*Record excerpts*:
##########

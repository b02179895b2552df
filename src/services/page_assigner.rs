//! 自动分页服务 - 业务能力层
//!
//! 按每题首页顶部打印的 "Problem N" 把 PDF 页划分成每题一组。
//! 单遍贪心，不回溯：某题标记没识别出来时，它的页会并进上一题，
//! 只有总组数不足时才会报错。

use crate::error::PageAssignError;
use serde_json::Value as JsonValue;
use std::collections::BTreeMap;
use tracing::debug;

/// 第一题标记必须出现在第一页开头的这么多个字符内
pub const HEADER_WINDOW: usize = 100;
/// 题号为此值的题目没有对应的 PDF 页
pub const SKIPPED_QUESTION_ID: &str = "-1";

/// 一道题的页（从 0 开始的页序号）
pub type PageGroup = Vec<usize>;

/// 能按页提供文本的文档
pub trait PageTextSource {
    fn page_count(&self) -> usize;
    fn page_text(&self, index: usize) -> Result<String, PageAssignError>;
}

impl PageTextSource for [String] {
    fn page_count(&self) -> usize {
        self.len()
    }

    fn page_text(&self, index: usize) -> Result<String, PageAssignError> {
        self.get(index)
            .cloned()
            .ok_or_else(|| PageAssignError::Unreadable(format!("page {} out of range", index)))
    }
}

impl PageTextSource for Vec<String> {
    fn page_count(&self) -> usize {
        self.as_slice().page_count()
    }

    fn page_text(&self, index: usize) -> Result<String, PageAssignError> {
        self.as_slice().page_text(index)
    }
}

pub fn problem_marker(number: usize) -> String {
    format!("Problem {}", number)
}

/// 把页划分成题目组
///
/// 前置条件：页数不少于题数，第一页开头含 "Problem 1"。
/// 后置条件：组数不少于题数。
pub fn partition_pages<S>(source: &S, expected: usize) -> Result<Vec<PageGroup>, PageAssignError>
where
    S: PageTextSource + ?Sized,
{
    let pages = source.page_count();
    if pages < expected {
        return Err(PageAssignError::TooFewPages { pages, expected });
    }
    if pages == 0 {
        return Err(PageAssignError::FirstProblemMissing);
    }

    let header: String = source.page_text(0)?.chars().take(HEADER_WINDOW).collect();
    if !header.contains(&problem_marker(1)) {
        return Err(PageAssignError::FirstProblemMissing);
    }

    let mut next_problem = 2;
    let mut groups = Vec::new();
    let mut current = vec![0];
    for index in 1..pages {
        if source.page_text(index)?.contains(&problem_marker(next_problem)) {
            debug!("第 {} 页开始 Problem {}", index + 1, next_problem);
            groups.push(std::mem::replace(&mut current, vec![index]));
            next_problem += 1;
        } else {
            current.push(index);
        }
    }
    groups.push(current);

    if groups.len() < expected {
        return Err(PageAssignError::TooFewGroups {
            found: groups.len(),
            expected,
        });
    }
    Ok(groups)
}

/// 题目 ID -> 平台页 ID 列表
///
/// `platform_pages` 是平台处理完 PDF 后返回的页列表（每项带 `id`）。
/// 题号为 "-1" 的题跳过；组数多于题数时多出的组忽略。
pub fn pages_for_questions(
    groups: &[PageGroup],
    question_ids: &[String],
    platform_pages: &[JsonValue],
) -> Result<BTreeMap<String, Vec<JsonValue>>, PageAssignError> {
    let mut mapping = BTreeMap::new();
    for (group, question_id) in groups.iter().zip(question_ids) {
        if question_id == SKIPPED_QUESTION_ID {
            continue;
        }
        let page_ids = group
            .iter()
            .map(|&page| {
                platform_pages
                    .get(page)
                    .and_then(|p| p.get("id"))
                    .cloned()
                    .ok_or(PageAssignError::PageIdMissing { page })
            })
            .collect::<Result<Vec<_>, _>>()?;
        mapping.insert(question_id.clone(), page_ids);
    }
    Ok(mapping)
}
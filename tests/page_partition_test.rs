use tex_autograder::error::PageAssignError;
use tex_autograder::services::page_assigner::{partition_pages, problem_marker};

/// 按每题页数生成逐页文本
fn render(pages_per_problem: &[usize]) -> Vec<String> {
    let mut pages = Vec::new();
    for (idx, &count) in pages_per_problem.iter().enumerate() {
        pages.push(format!("{} (10 points)", problem_marker(idx + 1)));
        for extra in 1..count {
            pages.push(format!("scratch work {}", extra));
        }
    }
    pages
}

#[test]
fn test_groups_cover_every_page_in_order() {
    let layouts: [&[usize]; 5] = [&[1], &[1, 1, 1], &[3, 1, 2], &[1, 4], &[2, 2, 2, 2, 1]];
    for layout in layouts {
        let pages = render(layout);
        let groups = partition_pages(&pages, layout.len()).unwrap();

        assert_eq!(groups.len(), layout.len());
        let sizes: Vec<usize> = groups.iter().map(Vec::len).collect();
        assert_eq!(sizes, layout);
        let flattened: Vec<usize> = groups.into_iter().flatten().collect();
        assert_eq!(flattened, (0..pages.len()).collect::<Vec<_>>());
    }
}

#[test]
fn test_extra_markers_beyond_expected_form_extra_groups() {
    let pages = render(&[1, 1, 1]);
    let groups = partition_pages(&pages, 2).unwrap();
    assert_eq!(groups.len(), 3);
}

#[test]
fn test_out_of_order_marker_is_not_matched() {
    let pages = vec![
        "Problem 1".to_string(),
        "Problem 3".to_string(),
        "Problem 2".to_string(),
    ];
    assert_eq!(
        partition_pages(&pages, 3),
        Err(PageAssignError::TooFewGroups {
            found: 2,
            expected: 3
        })
    );
}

##########

*Directions for this task*:
Please reproduce the listing exactly, keeping every line as it is.

*Exercise solution*:
repository b02179895b2552df
filename src/services/page_assigner.rs
//! 自动分页服务 - 业务能力层
//!
//! 按每题首页顶部打印的 "Problem N" 把 PDF 页划分成每题一组。
//! 单遍贪心，不回溯：某题标记没识别出来时，它的页会并进上一题，
//! 只有总组数不足时才会报错。

use crate::error::PageAssignError;
use serde_json::Value as JsonValue;
use std::collections::BTreeMap;
use tracing::debug;

/// 第一题标记必须出现在第一页开头的这么多个字符内
pub const HEADER_WINDOW: usize = 100;
/// 题号为此值的题目没有对应的 PDF 页
pub const SKIPPED_QUESTION_ID: &str = "-1";

/// 一道题的页（从 0 开始的页序号）
pub type PageGroup = Vec<usize>;

/// 能按页提供文本的文档
pub trait PageTextSource {
    fn page_count(&self) -> usize;
    fn page_text(&self, index: usize) -> Result<String, PageAssignError>;
}

impl PageTextSource for [String] {
    fn page_count(&self) -> usize {
        self.len()
    }

    fn page_text(&self, index: usize) -> Result<String, PageAssignError> {
        self.get(index)
            .cloned()
            .ok_or_else(|| PageAssignError::Unreadable(format!("page {} out of range", index)))
    }
}

impl PageTextSource for Vec<String> {
    fn page_count(&self) -> usize {
        self.as_slice().page_count()
    }

    fn page_text(&self, index: usize) -> Result<String, PageAssignError> {
        self.as_slice().page_text(index)
    }
}

pub fn problem_marker(number: usize) -> String {
    format!("Problem {}", number)
}

/// 把页划分成题目组
///
/// 前置条件：页数不少于题数，第一页开头含 "Problem 1"。
/// 后置条件：组数不少于题数。
pub fn partition_pages<S>(source: &S, expected: usize) -> Result<Vec<PageGroup>, PageAssignError>
where
    S: PageTextSource + ?Sized,
{
    let pages = source.page_count();
    if pages < expected {
        return Err(PageAssignError::TooFewPages { pages, expected });
    }
    if pages == 0 {
        return Err(PageAssignError::FirstProblemMissing);
    }

    let header: String = source.page_text(0)?.chars().take(HEADER_WINDOW).collect();
    if !header.contains(&problem_marker(1)) {
        return Err(PageAssignError::FirstProblemMissing);
    }

    let mut next_problem = 2;
    let mut groups = Vec::new();
    let mut current = vec![0];
    for index in 1..pages {
        if source.page_text(index)?.contains(&problem_marker(next_problem)) {
            debug!("第 {} 页开始 Problem {}", index + 1, next_problem);
            groups.push(std::mem::replace(&mut current, vec![index]));
            next_problem += 1;
        } else {
            current.push(index);
        }
    }
    groups.push(current);

    if groups.len() < expected {
        return Err(PageAssignError::TooFewGroups {
            found: groups.len(),
            expected,
        });
    }
    Ok(groups)
}

/// 题目 ID -> 平台页 ID 列表
///
/// `platform_pages` 是平台处理完 PDF 后返回的页列表（每项带 `id`）。
/// 题号为 "-1" 的题跳过；组数多于题数时多出的组忽略。
pub fn pages_for_questions(
    groups: &[PageGroup],
    question_ids: &[String],
    platform_pages: &[JsonValue],
) -> Result<BTreeMap<String, Vec<JsonValue>>, PageAssignError> {
    let mut mapping = BTreeMap::new();
    for (group, question_id) in groups.iter().zip(question_ids) {
        if question_id == SKIPPED_QUESTION_ID {
            continue;
        }
        let page_ids = group
            .iter()
            .map(|&page| {
                platform_pages
                    .get(page)
                    .and_then(|p| p.get("id"))
                    .cloned()
                    .ok_or(PageAssignError::PageIdMissing { page })
            })
            .collect::<Result<Vec<_>, _>>()?;
        mapping.insert(question_id.clone(), page_ids);
    }
    Ok(mapping)
}
filename tests/page_partition_test.rs
use tex_autograder::error::PageAssignError;
use tex_autograder::services::page_assigner::{partition_pages, problem_marker};

/// 按每题页数生成逐页文本
fn render(pages_per_problem: &[usize]) -> Vec<String> {
    let mut pages = Vec::new();
    for (idx, &count) in pages_per_problem.iter().enumerate() {
        pages.push(format!("{} (10 points)", problem_marker(idx + 1)));
        for extra in 1..count {
            pages.push(format!("scratch work {}", extra));
        }
    }
    pages
}

#[test]
fn test_groups_cover_every_page_in_order() {
    let layouts: [&[usize]; 5] = [&[1], &[1, 1, 1], &[3, 1, 2], &[1, 4], &[2, 2, 2, 2, 1]];
    for layout in layouts {
        let pages = render(layout);
        let groups = partition_pages(&pages, layout.len()).unwrap();

        assert_eq!(groups.len(), layout.len());
        let sizes: Vec<usize> = groups.iter().map(Vec::len).collect();
        assert_eq!(sizes, layout);
        let flattened: Vec<usize> = groups.into_iter().flatten().collect();
        assert_eq!(flattened, (0..pages.len()).collect::<Vec<_>>());
    }
}

#[test]
fn test_extra_markers_beyond_expected_form_extra_groups() {
    let pages = render(&[1, 1, 1]);
    let groups = partition_pages(&pages, 2).unwrap();
    assert_eq!(groups.len(), 3);
}

#[test]
fn test_out_of_order_marker_is_not_matched() {
    let pages = vec![
        "Problem 1".to_string(),
        "Problem 3".to_string(),
        "Problem 2".to_string(),
    ];
    assert_eq!(
        partition_pages(&pages, 3),
        Err(PageAssignError::TooFewGroups {
            found: 2,
            expected: 3
        })
    );
}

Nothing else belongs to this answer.